> DIRECTIONS
Would you output the entries below only from the line containing "pub fn publish_endpoint(&self)" through the line containing "let drained = tokio::time::timeout(self.shutdown_grace, async", exactly as they stand and with both ends included?

╔══

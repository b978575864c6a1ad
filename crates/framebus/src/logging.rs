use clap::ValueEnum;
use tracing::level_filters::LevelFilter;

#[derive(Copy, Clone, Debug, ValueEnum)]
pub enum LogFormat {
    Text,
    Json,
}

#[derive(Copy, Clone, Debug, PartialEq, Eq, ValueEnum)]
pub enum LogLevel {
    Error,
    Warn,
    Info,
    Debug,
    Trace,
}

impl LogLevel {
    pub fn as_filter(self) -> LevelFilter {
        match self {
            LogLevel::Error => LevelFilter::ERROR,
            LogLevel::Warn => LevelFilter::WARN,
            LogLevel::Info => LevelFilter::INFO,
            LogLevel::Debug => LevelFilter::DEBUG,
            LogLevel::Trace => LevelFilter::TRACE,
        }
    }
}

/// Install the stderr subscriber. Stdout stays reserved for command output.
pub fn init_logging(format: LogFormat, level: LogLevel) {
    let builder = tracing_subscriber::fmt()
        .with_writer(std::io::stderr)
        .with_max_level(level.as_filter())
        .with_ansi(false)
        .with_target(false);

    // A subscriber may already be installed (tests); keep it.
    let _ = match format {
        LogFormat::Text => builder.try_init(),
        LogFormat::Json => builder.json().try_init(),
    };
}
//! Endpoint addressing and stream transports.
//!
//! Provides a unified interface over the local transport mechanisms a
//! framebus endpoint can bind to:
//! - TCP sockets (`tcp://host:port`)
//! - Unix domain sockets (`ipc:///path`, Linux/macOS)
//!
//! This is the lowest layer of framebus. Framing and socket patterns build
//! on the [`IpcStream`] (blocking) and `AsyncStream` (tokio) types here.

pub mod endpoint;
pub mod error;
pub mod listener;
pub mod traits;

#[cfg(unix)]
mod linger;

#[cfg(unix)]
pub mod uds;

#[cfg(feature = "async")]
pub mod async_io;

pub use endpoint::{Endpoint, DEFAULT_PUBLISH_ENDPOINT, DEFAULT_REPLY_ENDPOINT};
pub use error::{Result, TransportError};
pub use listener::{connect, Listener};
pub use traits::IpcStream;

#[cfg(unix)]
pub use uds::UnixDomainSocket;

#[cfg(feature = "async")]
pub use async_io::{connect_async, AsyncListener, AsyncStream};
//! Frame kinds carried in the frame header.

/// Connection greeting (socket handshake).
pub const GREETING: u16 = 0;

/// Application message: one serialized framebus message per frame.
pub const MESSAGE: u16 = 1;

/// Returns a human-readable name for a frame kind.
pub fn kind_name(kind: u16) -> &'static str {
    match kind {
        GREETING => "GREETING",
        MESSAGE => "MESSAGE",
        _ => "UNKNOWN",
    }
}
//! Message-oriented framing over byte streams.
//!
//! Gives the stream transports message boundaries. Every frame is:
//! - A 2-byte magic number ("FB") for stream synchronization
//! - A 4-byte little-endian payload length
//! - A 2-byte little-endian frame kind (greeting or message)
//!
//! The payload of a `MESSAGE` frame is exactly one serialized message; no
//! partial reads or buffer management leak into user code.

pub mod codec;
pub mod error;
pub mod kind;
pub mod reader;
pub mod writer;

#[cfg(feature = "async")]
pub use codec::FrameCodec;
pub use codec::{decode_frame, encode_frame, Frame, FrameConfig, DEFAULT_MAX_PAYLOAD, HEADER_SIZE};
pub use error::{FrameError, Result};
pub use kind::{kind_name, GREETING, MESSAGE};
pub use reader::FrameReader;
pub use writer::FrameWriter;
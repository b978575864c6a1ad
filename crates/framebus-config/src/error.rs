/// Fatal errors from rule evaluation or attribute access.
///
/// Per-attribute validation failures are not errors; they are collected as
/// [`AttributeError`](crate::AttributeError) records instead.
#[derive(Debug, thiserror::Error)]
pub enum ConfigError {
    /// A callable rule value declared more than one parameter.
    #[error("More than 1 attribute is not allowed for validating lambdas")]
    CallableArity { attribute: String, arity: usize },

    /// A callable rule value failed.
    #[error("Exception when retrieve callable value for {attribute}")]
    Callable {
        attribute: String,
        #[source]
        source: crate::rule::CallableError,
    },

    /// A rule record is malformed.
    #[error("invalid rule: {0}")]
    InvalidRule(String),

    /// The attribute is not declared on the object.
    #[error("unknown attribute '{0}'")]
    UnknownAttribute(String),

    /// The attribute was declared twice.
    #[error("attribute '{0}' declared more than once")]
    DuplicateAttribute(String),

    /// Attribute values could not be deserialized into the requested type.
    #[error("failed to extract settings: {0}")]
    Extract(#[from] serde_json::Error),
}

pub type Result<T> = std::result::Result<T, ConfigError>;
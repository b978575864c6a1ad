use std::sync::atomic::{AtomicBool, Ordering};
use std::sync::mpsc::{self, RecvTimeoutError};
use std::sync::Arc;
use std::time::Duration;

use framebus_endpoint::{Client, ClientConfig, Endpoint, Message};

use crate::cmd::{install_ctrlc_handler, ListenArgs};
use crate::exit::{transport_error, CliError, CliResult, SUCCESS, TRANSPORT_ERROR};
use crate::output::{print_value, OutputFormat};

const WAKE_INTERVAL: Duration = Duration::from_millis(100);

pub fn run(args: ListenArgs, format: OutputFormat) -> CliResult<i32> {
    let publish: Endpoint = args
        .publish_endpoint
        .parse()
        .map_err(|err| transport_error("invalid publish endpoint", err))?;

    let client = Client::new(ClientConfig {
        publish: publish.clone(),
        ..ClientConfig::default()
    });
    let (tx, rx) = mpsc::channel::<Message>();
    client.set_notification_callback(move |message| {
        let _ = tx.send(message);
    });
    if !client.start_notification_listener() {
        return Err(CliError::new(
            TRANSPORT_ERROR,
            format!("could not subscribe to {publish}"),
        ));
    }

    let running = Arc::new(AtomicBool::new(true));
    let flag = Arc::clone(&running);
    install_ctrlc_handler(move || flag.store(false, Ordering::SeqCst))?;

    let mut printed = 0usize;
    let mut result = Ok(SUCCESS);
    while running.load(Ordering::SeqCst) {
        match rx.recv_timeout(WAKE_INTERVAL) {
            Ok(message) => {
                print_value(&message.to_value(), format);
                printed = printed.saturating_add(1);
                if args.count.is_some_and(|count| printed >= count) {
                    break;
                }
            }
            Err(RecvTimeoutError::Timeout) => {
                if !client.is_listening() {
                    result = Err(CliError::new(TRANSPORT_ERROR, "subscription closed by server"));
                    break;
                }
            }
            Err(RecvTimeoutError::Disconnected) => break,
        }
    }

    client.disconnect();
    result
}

╚══
╔══

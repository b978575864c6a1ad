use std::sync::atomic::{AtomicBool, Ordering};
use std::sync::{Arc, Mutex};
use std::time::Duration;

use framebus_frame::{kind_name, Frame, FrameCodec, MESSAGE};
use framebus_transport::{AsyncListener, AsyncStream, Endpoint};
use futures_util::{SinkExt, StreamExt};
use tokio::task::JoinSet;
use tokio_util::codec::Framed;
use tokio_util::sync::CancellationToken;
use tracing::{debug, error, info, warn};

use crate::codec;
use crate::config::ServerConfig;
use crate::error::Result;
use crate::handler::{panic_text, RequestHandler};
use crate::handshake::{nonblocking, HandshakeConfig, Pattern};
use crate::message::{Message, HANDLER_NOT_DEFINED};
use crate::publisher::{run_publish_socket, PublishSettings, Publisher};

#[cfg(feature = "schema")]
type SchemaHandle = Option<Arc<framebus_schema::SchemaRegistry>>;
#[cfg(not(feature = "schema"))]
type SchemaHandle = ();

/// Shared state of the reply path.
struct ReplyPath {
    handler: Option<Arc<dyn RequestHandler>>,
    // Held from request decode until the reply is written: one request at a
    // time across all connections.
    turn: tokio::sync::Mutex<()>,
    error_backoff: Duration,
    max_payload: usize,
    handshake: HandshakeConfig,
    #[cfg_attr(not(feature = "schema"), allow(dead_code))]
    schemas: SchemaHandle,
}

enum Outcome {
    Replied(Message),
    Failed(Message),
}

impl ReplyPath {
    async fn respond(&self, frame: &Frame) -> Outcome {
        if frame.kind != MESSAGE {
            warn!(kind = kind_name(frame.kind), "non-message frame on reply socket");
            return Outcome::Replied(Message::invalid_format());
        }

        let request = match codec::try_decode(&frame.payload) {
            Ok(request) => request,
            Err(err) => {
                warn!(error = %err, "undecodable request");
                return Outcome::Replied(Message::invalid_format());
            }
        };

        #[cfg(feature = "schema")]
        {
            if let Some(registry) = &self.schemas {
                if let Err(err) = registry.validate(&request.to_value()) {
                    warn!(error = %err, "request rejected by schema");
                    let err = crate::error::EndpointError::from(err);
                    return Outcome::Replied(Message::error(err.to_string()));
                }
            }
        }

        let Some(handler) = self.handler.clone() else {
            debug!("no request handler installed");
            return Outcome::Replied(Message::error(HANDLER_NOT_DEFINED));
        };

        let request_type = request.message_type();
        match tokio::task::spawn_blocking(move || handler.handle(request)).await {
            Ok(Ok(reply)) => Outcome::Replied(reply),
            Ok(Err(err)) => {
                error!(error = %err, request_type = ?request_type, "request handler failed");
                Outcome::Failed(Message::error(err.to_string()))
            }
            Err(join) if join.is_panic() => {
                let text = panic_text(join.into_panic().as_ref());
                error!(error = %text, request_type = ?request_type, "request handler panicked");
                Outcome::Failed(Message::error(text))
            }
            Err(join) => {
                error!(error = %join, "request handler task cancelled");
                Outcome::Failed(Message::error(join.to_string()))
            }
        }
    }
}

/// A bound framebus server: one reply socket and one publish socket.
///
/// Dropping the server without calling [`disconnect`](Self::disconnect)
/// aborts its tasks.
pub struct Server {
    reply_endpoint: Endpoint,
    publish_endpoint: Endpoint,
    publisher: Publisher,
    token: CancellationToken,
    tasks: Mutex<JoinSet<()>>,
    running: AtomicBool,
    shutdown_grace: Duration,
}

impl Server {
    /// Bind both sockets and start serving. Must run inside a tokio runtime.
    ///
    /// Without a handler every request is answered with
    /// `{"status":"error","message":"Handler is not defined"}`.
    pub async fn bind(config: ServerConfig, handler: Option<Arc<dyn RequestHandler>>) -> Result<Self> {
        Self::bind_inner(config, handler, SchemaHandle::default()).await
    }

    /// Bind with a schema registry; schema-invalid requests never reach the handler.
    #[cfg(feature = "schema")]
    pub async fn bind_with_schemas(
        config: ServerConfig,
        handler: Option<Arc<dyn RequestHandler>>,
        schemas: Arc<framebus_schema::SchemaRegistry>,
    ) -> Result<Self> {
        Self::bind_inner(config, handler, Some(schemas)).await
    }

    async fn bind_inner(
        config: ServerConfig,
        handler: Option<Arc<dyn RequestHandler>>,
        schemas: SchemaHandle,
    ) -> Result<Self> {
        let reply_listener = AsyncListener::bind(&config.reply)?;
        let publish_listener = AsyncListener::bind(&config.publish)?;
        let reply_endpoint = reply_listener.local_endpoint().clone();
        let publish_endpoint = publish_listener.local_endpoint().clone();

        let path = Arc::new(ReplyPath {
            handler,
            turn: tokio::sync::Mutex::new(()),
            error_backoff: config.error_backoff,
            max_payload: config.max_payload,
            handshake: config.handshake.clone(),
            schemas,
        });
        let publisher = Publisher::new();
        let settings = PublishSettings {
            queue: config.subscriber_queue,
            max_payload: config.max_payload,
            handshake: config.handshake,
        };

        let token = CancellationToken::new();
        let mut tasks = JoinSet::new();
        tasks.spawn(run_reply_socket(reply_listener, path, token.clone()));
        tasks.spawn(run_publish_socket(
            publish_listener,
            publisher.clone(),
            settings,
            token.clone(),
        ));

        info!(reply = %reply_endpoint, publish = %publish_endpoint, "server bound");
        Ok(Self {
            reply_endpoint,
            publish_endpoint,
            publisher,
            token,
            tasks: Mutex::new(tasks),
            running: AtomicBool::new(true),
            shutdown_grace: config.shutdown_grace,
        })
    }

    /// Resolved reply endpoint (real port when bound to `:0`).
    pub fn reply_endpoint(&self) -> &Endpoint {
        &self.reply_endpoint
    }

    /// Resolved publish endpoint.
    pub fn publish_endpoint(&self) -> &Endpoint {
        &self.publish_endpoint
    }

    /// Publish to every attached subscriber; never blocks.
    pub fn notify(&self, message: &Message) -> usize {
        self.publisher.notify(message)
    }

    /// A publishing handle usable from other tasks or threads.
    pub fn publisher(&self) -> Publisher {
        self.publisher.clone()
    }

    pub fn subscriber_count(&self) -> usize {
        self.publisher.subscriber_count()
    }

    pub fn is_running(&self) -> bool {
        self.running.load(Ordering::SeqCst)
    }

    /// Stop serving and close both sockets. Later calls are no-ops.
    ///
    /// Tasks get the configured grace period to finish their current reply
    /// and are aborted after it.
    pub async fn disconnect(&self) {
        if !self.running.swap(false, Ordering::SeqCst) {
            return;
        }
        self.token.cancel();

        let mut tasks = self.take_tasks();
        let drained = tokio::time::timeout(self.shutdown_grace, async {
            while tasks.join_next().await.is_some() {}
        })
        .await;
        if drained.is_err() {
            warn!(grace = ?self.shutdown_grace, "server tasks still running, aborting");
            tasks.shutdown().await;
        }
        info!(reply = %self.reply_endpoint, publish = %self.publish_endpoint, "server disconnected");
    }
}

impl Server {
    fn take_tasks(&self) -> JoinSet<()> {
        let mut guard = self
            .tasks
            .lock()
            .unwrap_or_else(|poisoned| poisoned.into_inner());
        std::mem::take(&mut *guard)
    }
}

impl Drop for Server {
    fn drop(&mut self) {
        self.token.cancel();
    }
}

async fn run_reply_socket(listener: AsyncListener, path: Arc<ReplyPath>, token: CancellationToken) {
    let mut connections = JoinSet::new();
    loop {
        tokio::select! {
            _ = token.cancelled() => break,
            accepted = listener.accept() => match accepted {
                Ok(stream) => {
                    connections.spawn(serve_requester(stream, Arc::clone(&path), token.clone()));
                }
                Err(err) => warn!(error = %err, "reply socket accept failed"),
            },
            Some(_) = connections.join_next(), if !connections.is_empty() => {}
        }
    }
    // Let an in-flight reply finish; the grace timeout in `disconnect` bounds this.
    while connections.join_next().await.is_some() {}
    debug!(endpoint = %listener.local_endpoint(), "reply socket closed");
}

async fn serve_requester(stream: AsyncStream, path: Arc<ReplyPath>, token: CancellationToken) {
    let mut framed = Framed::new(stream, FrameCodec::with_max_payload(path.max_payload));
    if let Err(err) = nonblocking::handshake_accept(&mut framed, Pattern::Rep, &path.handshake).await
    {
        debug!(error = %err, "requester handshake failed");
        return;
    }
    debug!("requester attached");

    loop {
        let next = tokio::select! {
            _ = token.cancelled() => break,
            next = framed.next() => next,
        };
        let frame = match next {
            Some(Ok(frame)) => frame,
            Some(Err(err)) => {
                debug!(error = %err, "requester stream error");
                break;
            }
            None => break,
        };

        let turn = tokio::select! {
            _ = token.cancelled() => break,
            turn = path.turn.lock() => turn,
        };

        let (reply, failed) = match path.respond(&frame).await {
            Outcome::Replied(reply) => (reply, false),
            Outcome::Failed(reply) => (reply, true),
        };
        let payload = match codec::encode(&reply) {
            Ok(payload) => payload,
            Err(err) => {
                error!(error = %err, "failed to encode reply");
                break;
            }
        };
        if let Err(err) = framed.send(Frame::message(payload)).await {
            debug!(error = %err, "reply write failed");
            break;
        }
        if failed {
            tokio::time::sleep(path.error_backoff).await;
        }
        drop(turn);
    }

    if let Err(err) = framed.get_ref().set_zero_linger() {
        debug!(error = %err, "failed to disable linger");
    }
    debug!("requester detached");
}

╚══

> RESPONSE AREA
    pub fn publish_endpoint(&self) -> &Endpoint {
        &self.publish_endpoint
    }

    /// Publish to every attached subscriber; never blocks.
    pub fn notify(&self, message: &Message) -> usize {
        self.publisher.notify(message)
    }

    /// A publishing handle usable from other tasks or threads.
    pub fn publisher(&self) -> Publisher {
        self.publisher.clone()
    }

    pub fn subscriber_count(&self) -> usize {
        self.publisher.subscriber_count()
    }

    pub fn is_running(&self) -> bool {
        self.running.load(Ordering::SeqCst)
    }

    /// Stop serving and close both sockets. Later calls are no-ops.
    ///
    /// Tasks get the configured grace period to finish their current reply
    /// and are aborted after it.
    pub async fn disconnect(&self) {
        if !self.running.swap(false, Ordering::SeqCst) {
            return;
        }
        self.token.cancel();

        let mut tasks = self.take_tasks();
        let drained = tokio::time::timeout(self.shutdown_grace, async {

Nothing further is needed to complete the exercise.